--- Data records ---

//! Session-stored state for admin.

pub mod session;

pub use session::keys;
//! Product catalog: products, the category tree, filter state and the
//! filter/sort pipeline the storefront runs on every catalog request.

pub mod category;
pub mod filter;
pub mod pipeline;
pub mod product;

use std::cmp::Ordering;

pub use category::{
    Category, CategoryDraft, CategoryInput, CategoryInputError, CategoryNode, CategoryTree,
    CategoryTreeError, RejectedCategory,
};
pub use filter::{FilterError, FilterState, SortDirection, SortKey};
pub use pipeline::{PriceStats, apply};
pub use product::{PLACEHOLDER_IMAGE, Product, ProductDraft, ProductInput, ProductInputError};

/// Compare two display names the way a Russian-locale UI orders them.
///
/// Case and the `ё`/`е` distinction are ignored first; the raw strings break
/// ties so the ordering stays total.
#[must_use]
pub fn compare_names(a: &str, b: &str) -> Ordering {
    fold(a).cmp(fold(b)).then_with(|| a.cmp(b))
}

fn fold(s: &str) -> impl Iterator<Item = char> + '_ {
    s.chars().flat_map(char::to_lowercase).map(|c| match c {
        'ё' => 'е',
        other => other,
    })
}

---

*What needs to be done*. In the records above, some lines hold the word "char"; copy each such line.

*Final answer*.
fn fold(s: &str) -> impl Iterator<Item = char> + '_ {
    s.chars().flat_map(char::to_lowercase).map(|c| match c {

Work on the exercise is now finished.